## Assignment 5.2 - Document Classifier
Team: Andy Carson, Walt Wells, and Nathan Cooper
    
In this assignment we were given the task of writing a document classification program. 
We chose the Brown Corpus available on the nltk module. The Brown corpus is a corpus of 500 texts (books) that have been assigned one of 15 categories. This makes the task potentialy more challenging given the high number of categories to choice from.

Our approach is to use preprocessing to eliminate non-useful data from the corpus such as punctuation 
and stop words (e.g., pronouns and direct articles) that are too common to be able to establish a distinction between documents. Once these words are removed we then create an ordered list of most commonly occurring words.  

Note that we originally used the Reuters Corpus that contained a similar number of words as the Brown Corpus, but contain many more documents (10,000 vs. 500), and more labels (90 vs 15) with the potential of multiple labels per document.  This program  took a computer with a quad-core processor with 2.5 GHz pre processor and 16 Gb of memory to run several hours with out returning a result. Specifically, preprocessing the corpus and training the classifier took several minutes, the program would stall when applying the classifier on the test set.
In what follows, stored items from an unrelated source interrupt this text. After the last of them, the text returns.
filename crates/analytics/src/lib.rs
//! GA4 Data API client and paginated CSV exporter.
//!
//! - [`AnalyticsDataApi`]: `runReport` over HTTPS, authenticated with a
//!   service-account key.
//! - [`ReportSource`]: the seam the exporter pages through.
//! - [`export`]: offset pagination streaming rows into a CSV sink.

pub mod api;
pub mod config;
pub mod credentials;
pub mod error;
pub mod export;
pub mod source;
mod wire;

pub use api::AnalyticsDataApi;
pub use config::AnalyticsConfig;
pub use error::AnalyticsError;
pub use export::{export_report, export_to_file, ExportSummary};
pub use source::ReportSource;
use std::path::PathBuf;

/// Errors from talking to the GA4 Data API or writing the export.
#[derive(Debug, thiserror::Error)]
pub enum AnalyticsError {
    /// The service-account key file could not be read.
    #[error("Failed to read credentials file {}: {source}", path.display())]
    CredentialsIo {
        path: PathBuf,
        #[source]
        source: std::io::Error,
    },

    /// The key file was read but is not a usable service-account key.
    #[error("Invalid service account credentials: {0}")]
    Credentials(String),

    /// The HTTP request itself failed (network, DNS, TLS, timeout, body decode).
    #[error("HTTP request failed: {0}")]
    Request(#[from] reqwest::Error),

    /// The OAuth token endpoint refused the assertion.
    #[error("Token exchange failed ({status}): {body}")]
    Token { status: u16, body: String },

    /// The Data API returned a non-2xx status code.
    #[error("Analytics API error ({status}): {body}")]
    ApiError { status: u16, body: String },

    /// A filter could not be expressed in the API's filter model.
    #[error("Invalid filter: {0}")]
    InvalidFilter(String),

    #[error("CSV write failed: {0}")]
    Csv(#[from] csv::Error),

    #[error("I/O error: {0}")]
    Io(#[from] std::io::Error),
}
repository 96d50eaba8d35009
#[derive(Debug, thiserror::Error)]
pub enum CoreError {
    #[error("Validation failed: {0}")]
    Validation(String),
}
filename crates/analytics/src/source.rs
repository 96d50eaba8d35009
use async_trait::async_trait;
use ga4_core::report::{ReportPage, ReportRequest};

use crate::error::AnalyticsError;

/// Something that answers paged report requests for one property.
#[async_trait]
pub trait ReportSource: Send + Sync {
    /// The property every request from this source targets.
    fn property_id(&self) -> &str;

    /// Fetch one page of a report.
    async fn run_report(&self, request: &ReportRequest<'_>) -> Result<ReportPage, AnalyticsError>;
}
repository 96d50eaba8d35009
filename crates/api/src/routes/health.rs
use axum::{routing::get, Json, Router};
use serde::Serialize;

use crate::state::AppState;

/// Health check response payload.
#[derive(Serialize)]
pub struct HealthResponse {
    /// Overall service status.
    pub status: &'static str,
    /// Crate version from Cargo.toml.
    pub version: &'static str,
}

/// GET /health -- liveness only; the GA4 API and the database are not probed.
async fn health_check() -> Json<HealthResponse> {
    Json(HealthResponse {
        status: "ok",
        version: env!("CARGO_PKG_VERSION"),
    })
}

/// Mount health check routes (intended for root-level, NOT under `/api/v1`).
pub fn router() -> Router<AppState> {
    Router::new().route("/health", get(health_check))
}
use std::net::SocketAddr;
use std::sync::Arc;

use ga4_analytics::{AnalyticsConfig, AnalyticsDataApi};
use tracing_subscriber::{layer::SubscriberExt, util::SubscriberInitExt};

use ga4_api::config::ServerConfig;
use ga4_api::router::build_app_router;
use ga4_api::state::AppState;

#[tokio::main]
async fn main() {
    dotenvy::dotenv().ok();

    // --- Tracing ---
    tracing_subscriber::registry()
        .with(
            tracing_subscriber::EnvFilter::try_from_default_env()
                .unwrap_or_else(|_| "ga4_api=debug,ga4_analytics=info,tower_http=debug".into()),
        )
        .with(tracing_subscriber::fmt::layer())
        .init();

    // --- Configuration ---
    let config = ServerConfig::from_env();
    tracing::info!(host = %config.host, port = %config.port, "Loaded server configuration");

    let analytics_config = AnalyticsConfig::from_env();
    let api = AnalyticsDataApi::from_config(&analytics_config)
        .expect("Failed to initialise the GA4 Data API client");

    std::fs::create_dir_all(&config.export_dir).expect("Failed to create export directory");
    tracing::info!(dir = %config.export_dir.display(), "Export directory ready");

    if config.database_url.is_none() {
        tracing::warn!("DATABASE_URL not set, imports are disabled");
    }

    // --- App state ---
    let state = AppState {
        config: Arc::new(config.clone()),
        report_source: Arc::new(api),
    };

    let app = build_app_router(state, &config);

    // --- Start server ---
    let addr = SocketAddr::new(
        config.host.parse().expect("Invalid HOST address"),
        config.port,
    );
    tracing::info!(%addr, "Starting server");

    let listener = tokio::net::TcpListener::bind(addr)
        .await
        .expect("Failed to bind to address");

    axum::serve(listener, app)
        .with_graceful_shutdown(shutdown_signal())
        .await
        .expect("Server error");

    tracing::info!("Graceful shutdown complete");
}

/// Wait for SIGINT (Ctrl-C) or, on Unix, SIGTERM.
async fn shutdown_signal() {
    let ctrl_c = async {
        tokio::signal::ctrl_c()
            .await
            .expect("Failed to install Ctrl-C handler");
    };

    #[cfg(unix)]
    let terminate = async {
        tokio::signal::unix::signal(tokio::signal::unix::SignalKind::terminate())
            .expect("Failed to install SIGTERM handler")
            .recv()
            .await;
    };

    #[cfg(not(unix))]
    let terminate = std::future::pending::<()>();

    tokio::select! {
        () = ctrl_c => {
            tracing::info!("Received SIGINT (Ctrl-C), starting graceful shutdown");
        }
        () = terminate => {
            tracing::info!("Received SIGTERM, starting graceful shutdown");
        }
    }
}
Using the Brown Corpus with fewer, single-valued labels allowed the program to run and produce a result for evaluation. 

In [1]:
#Import the needed modules

import nltk

from nltk.corpus import brown
from nltk.corpus import stopwords
from nltk.tokenize import word_tokenize
from nltk.stem import WordNetLemmatizer
import random
import operator

In [2]:
#We only need stopword in English for this Corpus
english_stops = stopwords.words('english')

In [3]:
#The Brown Corpus contains 500 texts categorized into 15 labels.

print(brown.categories())
print(brown.fileids()[:10])
print(brown.categories('ca05'))

['adventure', 'belles_lettres', 'editorial', 'fiction', 'government', 'hobbies', 'humor', 'learned', 'lore', 'mystery', 'news', 'religion', 'reviews', 'romance', 'science_fiction']
['ca01', 'ca02', 'ca03', 'ca04', 'ca05', 'ca06', 'ca07', 'ca08', 'ca09', 'ca10']
['news']


In [4]:
#From ch 6.1 pg.227 in NLPwP

documents = [(list(brown.words(fileid)), category)
            for category in brown.categories()
            for fileid in brown.fileids(category)]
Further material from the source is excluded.